Problem to solve → Retype exactly the lines that run from the start of the data to the line holding "variants are transient", including both, and only those.

Excerpted records →
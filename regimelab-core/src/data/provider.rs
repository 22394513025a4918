//! Data provider trait and structured error types.
//!
//! The DataProvider trait abstracts over upstream sources so the sync layer
//! can be driven by Yahoo Finance in production and by a scripted mock in
//! tests. Providers know nothing about the cache.

use crate::domain::{BarSeries, Interval, Period};
use chrono::NaiveDate;
use serde::{Deserialize, Serialize};
use thiserror::Error;

use super::schema::SchemaError;

/// Structured error types for data operations.
///
/// Validation variants are raised immediately. Fetch variants are transient
/// and the sync layer degrades them to a stale-cache answer where it can.
#[derive(Debug, Error)]
pub enum DataError {
    #[error("invalid symbol '{0}'")]
    InvalidSymbol(String),

    #[error("invalid period: {0}")]
    InvalidPeriod(String),

    #[error("invalid interval: {0}")]
    InvalidInterval(String),

    #[error("invalid date range: {start} is after {end}")]
    InvalidRange { start: NaiveDate, end: NaiveDate },

    #[error(
        "no cached data for '{symbol}' ({interval}) in cache-only mode; \
         run `regimelab sync {symbol} --interval {interval}` while online first"
    )]
    CacheMiss { symbol: String, interval: Interval },

    #[error("network unreachable: {0}")]
    NetworkUnreachable(String),

    #[error("rate limited by provider (retry after {retry_after_secs}s)")]
    RateLimited { retry_after_secs: u64 },

    #[error("response format changed: {0}")]
    ResponseFormatChanged(String),

    #[error("authentication required: {0}")]
    AuthenticationRequired(String),

    #[error("symbol not found: {symbol}")]
    SymbolNotFound { symbol: String },

    #[error("no bars returned for '{symbol}' in the requested span")]
    NoData { symbol: String },

    #[error("hard stop: data provider has blocked requests (circuit breaker tripped)")]
    CircuitBreakerTripped,

    #[error("cache error: {0}")]
    CacheError(String),

    #[error("parquet I/O error: {0}")]
    ParquetError(String),

    #[error("schema error: {0}")]
    Schema(#[from] SchemaError),

    #[error("data error: {0}")]
    Other(String),
}

impl DataError {
    /// Upstream failures that should degrade to a conservative answer
    /// instead of failing the caller.
    pub fn is_transient(&self) -> bool {
        matches!(
            self,
            DataError::NetworkUnreachable(_)
                | DataError::RateLimited { .. }
                | DataError::ResponseFormatChanged(_)
                | DataError::AuthenticationRequired(_)
                | DataError::SymbolNotFound { .. }
                | DataError::NoData { .. }
                | DataError::CircuitBreakerTripped
                | DataError::Other(_)
        )
    }

    /// Input errors the caller must fix.
    pub fn is_validation(&self) -> bool {
        matches!(
            self,
            DataError::InvalidSymbol(_)
                | DataError::InvalidPeriod(_)
                | DataError::InvalidInterval(_)
                | DataError::InvalidRange { .. }
        )
    }
}

/// What span of history to request from the provider.
#[derive(Debug, Clone, Copy, PartialEq, Eq)]
pub enum FetchSpan {
    /// A lookback period ending now.
    Period(Period),
    /// An inclusive calendar date range.
    Range { start: NaiveDate, end: NaiveDate },
}

/// Result of a successful data fetch for a single symbol.
#[derive(Debug, Clone)]
pub struct FetchResult {
    pub symbol: String,
    pub bars: BarSeries,
    pub source: DataSource,
}

/// Where the data came from.
#[derive(Debug, Clone, Copy, PartialEq, Eq, Serialize, Deserialize)]
#[serde(rename_all = "snake_case")]
pub enum DataSource {
    YahooFinance,
    Cache,
    Migrated,
    Mock,
}

impl DataSource {
    pub fn as_str(&self) -> &'static str {
        match self {
            DataSource::YahooFinance => "yahoo_finance",
            DataSource::Cache => "cache",
            DataSource::Migrated => "migrated",
            DataSource::Mock => "mock",
        }
    }
}

/// Trait for upstream data providers.
///
/// All data returned is split/dividend adjusted. Implementations return bars
/// in any order; callers normalise through `BarSeries`.
pub trait DataProvider: Send + Sync {
    /// Human-readable name of this provider.
    fn name(&self) -> &str;

    /// Fetch bars for a symbol over a period or date range.
    fn fetch(
        &self,
        symbol: &str,
        span: FetchSpan,
        interval: Interval,
    ) -> Result<FetchResult, DataError>;

    /// Check if the provider is currently available (not rate-limited, not blocked).
    fn is_available(&self) -> bool;
}
impl SixStepSensorless {
    pub fn new() -> Self {
        Self {
            step: 0,
            direction: Direction::Forward,
            pwm_duty: 0.0,
            zc_state: ZeroCrossing::Rising,
            zc_threshold: DEFAULT_ZC_THRESHOLD,
            bemf: [0.0; NUM_PHASES],
            bemf_filtered: [0.0; NUM_PHASES],
            bemf_filter_alpha: DEFAULT_BEMF_FILTER_ALPHA,
            last_zc_time: 0,
            commutation_period: MAX_COMMUTATION_PERIOD_US,
            estimated_speed: 0.0,
            mode: MotorMode::Idle,
        }
    }

    /// Set the commanded rotation direction
    pub fn with_direction(mut self, direction: Direction) -> Self {
        self.direction = direction;
        self
    }

    /// Current commutation step (0-5)
    pub fn step(&self) -> u8 {
        self.step
    }

    /// Current operational mode
    pub fn mode(&self) -> MotorMode {
        self.mode
    }

    /// Current PWM duty cycle command in `[0, 1]`
    pub fn pwm_duty(&self) -> f32 {
        self.pwm_duty
    }

    /// Estimated speed from the commutation period (RPM)
    pub fn estimated_speed(&self) -> f32 {
        self.estimated_speed
    }

    /// Expected polarity of the next zero crossing
    pub fn expected_crossing(&self) -> ZeroCrossing {
        self.zc_state
    }

    fn has_zero_crossed(&self, bemf: f32) -> bool {
        match self.zc_state {
            ZeroCrossing::Rising => bemf > self.zc_threshold + ZERO_CROSSING_HYSTERESIS,
            ZeroCrossing::Falling => bemf < -(self.zc_threshold + ZERO_CROSSING_HYSTERESIS),
            ZeroCrossing::Invalid => false,
        }
    }

    /// Align the rotor, ramp through the open-loop steps, then hand over to
    /// closed loop. Blocks on the HAL delays.
    fn startup_sequence<H: Hal>(
        &mut self,
        ctx: &mut MotorContext,
        hal: &mut H,
    ) -> Result<(), MotorError> {
        let resolution = ctx.config.pwm.resolution;
        let start_time = hal.micros();

        self.mode = MotorMode::Aligning;
        self.step = 0;
        self.pwm_duty = DEFAULT_STARTUP_DUTY;
        apply_step(hal, &COMMUTATION_TABLE[0], self.pwm_duty, resolution);
        hal.delay_ms(DEFAULT_ALIGNMENT_TIME_MS);

        self.mode = MotorMode::OpenLoop;
        info!("six-step sensorless: open-loop startup ramp");
        for i in 0..DEFAULT_STARTUP_STEPS {
            let period = startup_period_us(i);
            self.pwm_duty = startup_duty(
                i,
                ctx.config.current_pid.output_min,
                ctx.config.current_pid.output_max,
            );

            self.step = advance_step(self.step, self.direction);
            apply_step(
                hal,
                &COMMUTATION_TABLE[self.step as usize],
                self.pwm_duty,
                resolution,
            );
            hal.delay_us(period);

            let elapsed = hal.micros().wrapping_sub(start_time);
            if elapsed > MAX_STALL_TIME_MS * 1_000
                && self.estimated_speed < ctx.config.min_startup_speed
            {
                warn!(
                    "six-step sensorless: stalled during startup ({:.1} RPM after {} us)",
                    self.estimated_speed, elapsed
                );
                self.mode = MotorMode::Error;
                release_all_phases(hal);
                return Err(MotorError::Init);
            }
        }

        self.mode = MotorMode::Transition;
        self.last_zc_time = hal.micros();
        self.commutation_period = startup_period_us(DEFAULT_STARTUP_STEPS - 1);
        self.bemf_filtered = [0.0; NUM_PHASES];

        self.mode = MotorMode::Running;
        info!("six-step sensorless: closed loop");
        Ok(())
    }
}
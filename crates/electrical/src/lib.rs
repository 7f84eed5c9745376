//! Plant-side electrical models for offline simulation and testing.

pub mod model;

pub use model::{BldcModel, BldcModelConfig};
//! Field-oriented control for PMSM.
//!
//! Per tick: sample, compute the electrical angle (encoder or observer),
//! Clarke and Park the measured currents into the dq frame, regulate them
//! with the inner d/q PIDs, inverse-Park the voltage command and synthesize
//! center-aligned duties with SVPWM.

use log::warn;

use control::math::{mech_to_elec_angle, normalize_angle, sqrt_nr};
use control::{svpwm, transforms, PidController};
use motorcore::{
    ControlMode, Hal, MotorContext, MotorDriver, MotorError, MotorMode, Phase,
};

use crate::observer::{BemfPllConfig, BemfPllObserver};

/// FOC driver; encoder-fed by default, observer-fed when constructed with
/// [`Foc::with_observer`].
pub struct Foc {
    electrical_angle: f32,
    id: f32,
    iq: f32,
    vd: f32,
    vq: f32,
    v_alpha: f32,
    v_beta: f32,
    pid_d: PidController,
    pid_q: PidController,
    /// Configured d-axis current reference for field weakening
    fw_id_ref: f32,
    observer: Option<BemfPllObserver>,
    mode: MotorMode,
}

impl Default for Foc {
    fn default() -> Self {
        Self::sensored()
    }
}

impl Foc {
    /// Encoder-fed FOC. The axis regulators are rebuilt from the motor
    /// configuration at init.
    pub fn sensored() -> Self {
        Self {
            electrical_angle: 0.0,
            id: 0.0,
            iq: 0.0,
            vd: 0.0,
            vq: 0.0,
            v_alpha: 0.0,
            v_beta: 0.0,
            pid_d: PidController::new(Default::default()),
            pid_q: PidController::new(Default::default()),
            fw_id_ref: 0.0,
            observer: None,
            mode: MotorMode::Idle,
        }
    }

    /// Sensorless FOC: rotor angle and speed come from the back-EMF + PLL
    /// observer instead of an encoder.
    pub fn with_observer(config: BemfPllConfig) -> Self {
        let mut foc = Self::sensored();
        foc.observer = Some(BemfPllObserver::new(config));
        foc
    }

    /// Current operational mode
    pub fn mode(&self) -> MotorMode {
        self.mode
    }

    /// Latest electrical angle used for the transforms (rad)
    pub fn electrical_angle(&self) -> f32 {
        self.electrical_angle
    }

    /// Latest measured dq currents
    pub fn dq_currents(&self) -> (f32, f32) {
        (self.id, self.iq)
    }

    /// Latest dq voltage commands
    pub fn dq_voltages(&self) -> (f32, f32) {
        (self.vd, self.vq)
    }

    /// Latest stationary-frame voltage command, after the inverse Park
    pub fn alpha_beta_voltages(&self) -> (f32, f32) {
        (self.v_alpha, self.v_beta)
    }

    /// The rotor observer, when running sensorless
    pub fn observer(&self) -> Option<&BemfPllObserver> {
        self.observer.as_ref()
    }

    fn release<H: Hal>(&self, ctx: &MotorContext, hal: &mut H) {
        hal.set_pwm(&ctx.config.pwm, 0.0, 0.0, 0.0);
        for phase in Phase::ALL {
            hal.gpio_set_phase_float(phase);
        }
    }
}

impl<H: Hal> MotorDriver<H> for Foc {
    fn init(&mut self, ctx: &mut MotorContext, hal: &mut H) -> Result<(), MotorError> {
        self.electrical_angle = 0.0;
        self.id = 0.0;
        self.iq = 0.0;
        self.vd = 0.0;
        self.vq = 0.0;
        self.v_alpha = 0.0;
        self.v_beta = 0.0;
        self.mode = MotorMode::Idle;

        ctx.loops = motorcore::ControlLoops::from_config(&ctx.config);
        self.pid_d = PidController::new(ctx.config.current_d_pid.clone());
        self.pid_q = PidController::new(ctx.config.current_q_pid.clone());
        self.fw_id_ref = ctx.config.field_weakening_ref;

        if !hal.pwm_init(&ctx.config.pwm) || !hal.adc_init(&ctx.config.adc) {
            return Err(MotorError::Init);
        }
        match &mut self.observer {
            Some(observer) => observer.init(),
            None => {
                if !hal.encoder_init() {
                    return Err(MotorError::Init);
                }
            }
        }

        ctx.state.is_initialized = true;
        self.mode = MotorMode::Running;
        Ok(())
    }

    fn deinit(&mut self, ctx: &mut MotorContext, hal: &mut H) -> Result<(), MotorError> {
        self.release(ctx, hal);
        ctx.state.is_initialized = false;
        self.vd = 0.0;
        self.vq = 0.0;
        self.mode = MotorMode::Stopped;
        Ok(())
    }

    fn update_state(&mut self, ctx: &mut MotorContext, hal: &mut H) -> Result<(), MotorError> {
        if self.mode == MotorMode::Stopped || self.mode == MotorMode::Error {
            self.release(ctx, hal);
            return Ok(());
        }

        hal.adc_start_conversion();
        ctx.state.phase_voltages = hal.adc_phase_voltages();
        ctx.state.phase_currents = hal.adc_phase_currents();
        ctx.state.temperature = hal.adc_temperature();
        ctx.state.dc_voltage = hal.adc_dc_voltage();

        if self.observer.is_none() {
            ctx.state.position = hal.encoder_position();
            ctx.state.velocity = hal.encoder_velocity();
        }

        for phase in Phase::ALL {
            let i = phase.index();
            if ctx.state.phase_voltages[i].abs() > ctx.config.max_voltage {
                warn!(
                    "foc: overvoltage on phase {:?} ({:.2} V)",
                    phase, ctx.state.phase_voltages[i]
                );
                self.mode = MotorMode::Error;
                return Err(MotorError::Overvoltage);
            } else if ctx.state.phase_currents[i].abs() > ctx.config.max_current {
                warn!(
                    "foc: overcurrent on phase {:?} ({:.2} A)",
                    phase, ctx.state.phase_currents[i]
                );
                self.mode = MotorMode::Error;
                return Err(MotorError::Overcurrent);
            }
        }

        Ok(())
    }

    fn commutate(&mut self, ctx: &mut MotorContext, hal: &mut H) -> Result<(), MotorError> {
        if self.mode != MotorMode::Running {
            return Ok(());
        }

        let now = hal.micros();
        let dt = ctx.elapsed_secs(now);
        ctx.state.last_update_time = now;

        let ia = ctx.state.phase_currents[Phase::A.index()];
        let ib = ctx.state.phase_currents[Phase::B.index()];
        let (i_alpha, i_beta) = transforms::clarke_2phase(ia, ib);

        match &mut self.observer {
            Some(observer) => {
                let [va, vb, vc] = ctx.state.phase_voltages;
                let (v_alpha, v_beta) = transforms::clarke_3phase(va, vb, vc);
                let (theta, omega) = observer.update(v_alpha, v_beta, i_alpha, i_beta, dt)?;
                self.electrical_angle = normalize_angle(theta);
                // Observer speed is electrical; report mechanical
                ctx.state.velocity = omega / f32::from(ctx.config.pole_pairs.max(1));
            }
            None => {
                self.electrical_angle =
                    mech_to_elec_angle(ctx.state.position, ctx.config.pole_pairs);
            }
        }

        let (id, iq) = transforms::park(i_alpha, i_beta, self.electrical_angle);
        self.id = id;
        self.iq = iq;

        match ctx.config.control_mode {
            ControlMode::Current | ControlMode::Torque => {
                let iq_ref = if ctx.config.control_mode == ControlMode::Torque {
                    ctx.setpoint.torque / ctx.config.torque_constant
                } else {
                    ctx.setpoint.current
                };
                self.vd = self.pid_d.update(self.fw_id_ref, self.id, dt);
                self.vq = self.pid_q.update(iq_ref, self.iq, dt);
            }
            ControlMode::Velocity => {
                let iq_ref =
                    ctx.loops
                        .velocity
                        .update(ctx.setpoint.velocity, ctx.state.velocity, dt);
                self.vd = self.pid_d.update(self.fw_id_ref, self.id, dt);
                self.vq = self.pid_q.update(iq_ref, self.iq, dt);
            }
            ControlMode::Voltage | ControlMode::Position => {
                self.vd = ctx.setpoint.voltage;
                self.vq = 0.0;
            }
        }

        let (v_alpha, v_beta) =
            transforms::inverse_park(self.vd, self.vq, self.electrical_angle);
        self.v_alpha = v_alpha;
        self.v_beta = v_beta;

        Ok(())
    }

    fn update_pwm(&mut self, ctx: &mut MotorContext, hal: &mut H) -> Result<(), MotorError> {
        if self.mode != MotorMode::Running {
            self.release(ctx, hal);
            return Ok(());
        }

        let modulation = sqrt_nr(self.vd * self.vd + self.vq * self.vq);
        let [duty_a, duty_b, duty_c] = svpwm::generate(self.electrical_angle, modulation)?;
        hal.set_pwm(&ctx.config.pwm, duty_a, duty_b, duty_c);
        Ok(())
    }
}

Response to this exercise →
filename regimelab-core/src/data/provider.rs
repository 22394513025a4918
//! Data provider trait and structured error types.
//!
//! The DataProvider trait abstracts over upstream sources so the sync layer
//! can be driven by Yahoo Finance in production and by a scripted mock in
//! tests. Providers know nothing about the cache.

use crate::domain::{BarSeries, Interval, Period};
use chrono::NaiveDate;
use serde::{Deserialize, Serialize};
use thiserror::Error;

use super::schema::SchemaError;

/// Structured error types for data operations.
///
/// Validation variants are raised immediately. Fetch variants are transient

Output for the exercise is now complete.